What to work on – Transcribe each entry so that nothing differs from the original.

Given information –
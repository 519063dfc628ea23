//! Running matched routes.
//!
//! # Responsibilities
//! - Resolve the route's middleware and run it as a pipeline
//! - Resolve the controller and its arguments, then invoke it
//! - Report which controller handled the request
//!
//! # Design Decisions
//! - Parameter plans are cached per (route, controller method)
//! - The controller is resolved inside the pipeline, so a short-circuiting
//!   middleware means no controller is built at all
//! - No retries; every failure goes straight back to the caller

use std::cell::RefCell;
use std::fmt;
use std::sync::Arc;

use dashmap::DashMap;

use crate::dispatch::controller::{Controller, RouteContext};
use crate::dispatch::error::DispatchError;
use crate::dispatch::middleware::{MiddlewareParameters, Pipeline};
use crate::dispatch::plan::ParameterPlan;
use crate::dispatch::resolver::DependencyResolver;
use crate::http::{Request, Response};
use crate::routing::{CompiledRoute, ControllerRef, MiddlewareDescriptor, RouteId};

/// The controller that produced a response.
#[derive(Clone)]
pub enum MatchedController {
    Named {
        class: String,
        method: String,
        instance: Arc<dyn Controller>,
    },
    Closure,
}

impl MatchedController {
    pub fn class(&self) -> Option<&str> {
        match self {
            MatchedController::Named { class, .. } => Some(class),
            MatchedController::Closure => None,
        }
    }
}

impl fmt::Debug for MatchedController {
    fn fmt(&self, f: &mut fmt::Formatter<'_>) -> fmt::Result {
        match self {
            MatchedController::Named { class, method, .. } => f
                .debug_struct("Named")
                .field("class", class)
                .field("method", method)
                .finish(),
            MatchedController::Closure => f.write_str("Closure"),
        }
    }
}

/// Outcome of a dispatch.
#[derive(Debug)]
pub struct Dispatched {
    pub response: Response,
    /// `None` when middleware answered before the controller ran.
    pub controller: Option<MatchedController>,
}

pub struct RouteDispatcher {
    resolver: Arc<dyn DependencyResolver>,
    plans: DashMap<(RouteId, String), Arc<ParameterPlan>>,
}

impl RouteDispatcher {
    pub fn new(resolver: Arc<dyn DependencyResolver>) -> Self {
        Self {
            resolver,
            plans: DashMap::new(),
        }
    }

    pub fn resolver(&self) -> &Arc<dyn DependencyResolver> {
        &self.resolver
    }

    /// Number of cached parameter plans.
    pub fn cached_plans(&self) -> usize {
        self.plans.len()
    }

    pub fn dispatch(&self, route: &CompiledRoute, request: Request) -> Result<Dispatched, DispatchError> {
        let pipeline = self.pipeline(route.route().middleware())?;
        let matched: RefCell<Option<MatchedController>> = RefCell::new(None);

        let response = pipeline.send(request, |request| {
            let (response, controller) = self.call_controller(route, &request)?;
            *matched.borrow_mut() = Some(controller);
            Ok(response)
        })?;

        Ok(Dispatched {
            response,
            controller: matched.into_inner(),
        })
    }

    fn pipeline(&self, descriptors: &[MiddlewareDescriptor]) -> Result<Pipeline, DispatchError> {
        let mut pipeline = Pipeline::new();
        for descriptor in descriptors {
            let parameters = match descriptor {
                MiddlewareDescriptor::Named(_) => MiddlewareParameters::new(),
                MiddlewareDescriptor::Parameterized { parameters, .. } => {
                    MiddlewareParameters::from(parameters.clone())
                }
            };
            let middleware = self
                .resolver
                .resolve_middleware(descriptor.name(), &parameters)?;
            pipeline.pipe(descriptor.name(), middleware);
        }
        Ok(pipeline)
    }

    fn call_controller(
        &self,
        route: &CompiledRoute,
        request: &Request,
    ) -> Result<(Response, MatchedController), DispatchError> {
        match route.route().controller() {
            ControllerRef::Closure(handler) => {
                let context = RouteContext::new(request, route, self.resolver.as_ref());
                Ok((handler(&context)?, MatchedController::Closure))
            }
            ControllerRef::Named { class, method } => {
                let instance = self.resolver.resolve_controller(class)?;
                let plan = self.plan(route, class, method, instance.as_ref())?;
                let arguments = plan.arguments(route, self.resolver.as_ref())?;

                tracing::debug!(controller = %class, method = %method, arguments = arguments.len(), "Invoking controller");
                let response = instance.call(method, arguments, request)?;
                Ok((
                    response,
                    MatchedController::Named {
                        class: class.clone(),
                        method: method.clone(),
                        instance,
                    },
                ))
            }
        }
    }

    fn plan(
        &self,
        route: &CompiledRoute,
        class: &str,
        method: &str,
        controller: &dyn Controller,
    ) -> Result<Arc<ParameterPlan>, DispatchError> {
        let key = (route.route().id(), method.to_string());
        if let Some(plan) = self.plans.get(&key) {
            return Ok(plan.value().clone());
        }

        let parameters = controller
            .parameters(method)
            .ok_or_else(|| DispatchError::UnknownControllerMethod {
                class: class.to_string(),
                method: method.to_string(),
            })?;
        let plan = Arc::new(ParameterPlan::build(
            &format!("{}@{}", class, method),
            &parameters,
            route.route(),
        )?);
        self.plans.insert(key, plan.clone());
        Ok(plan)
    }
}

impl fmt::Debug for RouteDispatcher {
    fn fmt(&self, f: &mut fmt::Formatter<'_>) -> fmt::Result {
        f.debug_struct("RouteDispatcher")
            .field("cached_plans", &self.plans.len())
            .finish()
    }
}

Answer area –
repository 519063dfc628ea23
//! Running matched routes.
//!
//! # Responsibilities
//! - Resolve the route's middleware and run it as a pipeline
//! - Resolve the controller and its arguments, then invoke it
//! - Report which controller handled the request
//!
//! # Design Decisions
//! - Parameter plans are cached per (route, controller method)
//! - The controller is resolved inside the pipeline, so a short-circuiting
//!   middleware means no controller is built at all
//! - No retries; every failure goes straight back to the caller

use std::cell::RefCell;
use std::fmt;
use std::sync::Arc;

use dashmap::DashMap;

use crate::dispatch::controller::{Controller, RouteContext};
use crate::dispatch::error::DispatchError;
use crate::dispatch::middleware::{MiddlewareParameters, Pipeline};
use crate::dispatch::plan::ParameterPlan;
use crate::dispatch::resolver::DependencyResolver;
use crate::http::{Request, Response};
use crate::routing::{CompiledRoute, ControllerRef, MiddlewareDescriptor, RouteId};

/// The controller that produced a response.
#[derive(Clone)]
pub enum MatchedController {
    Named {
        class: String,
        method: String,
        instance: Arc<dyn Controller>,
    },
    Closure,
}

impl MatchedController {
    pub fn class(&self) -> Option<&str> {
        match self {
            MatchedController::Named { class, .. } => Some(class),
            MatchedController::Closure => None,
        }
    }
}

impl fmt::Debug for MatchedController {
    fn fmt(&self, f: &mut fmt::Formatter<'_>) -> fmt::Result {
        match self {
            MatchedController::Named { class, method, .. } => f
                .debug_struct("Named")
                .field("class", class)
                .field("method", method)
                .finish(),
            MatchedController::Closure => f.write_str("Closure"),
        }
    }
}

/// Outcome of a dispatch.
#[derive(Debug)]
pub struct Dispatched {
    pub response: Response,
    /// `None` when middleware answered before the controller ran.
    pub controller: Option<MatchedController>,
}

pub struct RouteDispatcher {
    resolver: Arc<dyn DependencyResolver>,
    plans: DashMap<(RouteId, String), Arc<ParameterPlan>>,
}

impl RouteDispatcher {
    pub fn new(resolver: Arc<dyn DependencyResolver>) -> Self {
        Self {
            resolver,
            plans: DashMap::new(),
        }
    }

    pub fn resolver(&self) -> &Arc<dyn DependencyResolver> {
        &self.resolver
    }

    /// Number of cached parameter plans.
    pub fn cached_plans(&self) -> usize {
        self.plans.len()
    }

    pub fn dispatch(&self, route: &CompiledRoute, request: Request) -> Result<Dispatched, DispatchError> {
        let pipeline = self.pipeline(route.route().middleware())?;
        let matched: RefCell<Option<MatchedController>> = RefCell::new(None);

        let response = pipeline.send(request, |request| {
            let (response, controller) = self.call_controller(route, &request)?;
            *matched.borrow_mut() = Some(controller);
            Ok(response)
        })?;

        Ok(Dispatched {
            response,
            controller: matched.into_inner(),
        })
    }

    fn pipeline(&self, descriptors: &[MiddlewareDescriptor]) -> Result<Pipeline, DispatchError> {
        let mut pipeline = Pipeline::new();
        for descriptor in descriptors {
            let parameters = match descriptor {
                MiddlewareDescriptor::Named(_) => MiddlewareParameters::new(),
                MiddlewareDescriptor::Parameterized { parameters, .. } => {
                    MiddlewareParameters::from(parameters.clone())
                }
            };
            let middleware = self
                .resolver
                .resolve_middleware(descriptor.name(), &parameters)?;
            pipeline.pipe(descriptor.name(), middleware);
        }
        Ok(pipeline)
    }

    fn call_controller(
        &self,
        route: &CompiledRoute,
        request: &Request,
    ) -> Result<(Response, MatchedController), DispatchError> {
        match route.route().controller() {
            ControllerRef::Closure(handler) => {
                let context = RouteContext::new(request, route, self.resolver.as_ref());
                Ok((handler(&context)?, MatchedController::Closure))
            }
            ControllerRef::Named { class, method } => {
                let instance = self.resolver.resolve_controller(class)?;
                let plan = self.plan(route, class, method, instance.as_ref())?;
                let arguments = plan.arguments(route, self.resolver.as_ref())?;

                tracing::debug!(controller = %class, method = %method, arguments = arguments.len(), "Invoking controller");
                let response = instance.call(method, arguments, request)?;
                Ok((
                    response,
                    MatchedController::Named {
                        class: class.clone(),
                        method: method.clone(),
                        instance,
                    },
                ))
            }
        }
    }

    fn plan(
        &self,
        route: &CompiledRoute,
        class: &str,
        method: &str,
        controller: &dyn Controller,
    ) -> Result<Arc<ParameterPlan>, DispatchError> {
        let key = (route.route().id(), method.to_string());
        if let Some(plan) = self.plans.get(&key) {
            return Ok(plan.value().clone());
        }

        let parameters = controller
            .parameters(method)
            .ok_or_else(|| DispatchError::UnknownControllerMethod {
                class: class.to_string(),
                method: method.to_string(),
            })?;
        let plan = Arc::new(ParameterPlan::build(
            &format!("{}@{}", class, method),
            &parameters,
            route.route(),
        )?);
        self.plans.insert(key, plan.clone());
        Ok(plan)
    }
}

impl fmt::Debug for RouteDispatcher {
    fn fmt(&self, f: &mut fmt::Formatter<'_>) -> fmt::Result {
        f.debug_struct("RouteDispatcher")
            .field("cached_plans", &self.plans.len())
            .finish()
    }
}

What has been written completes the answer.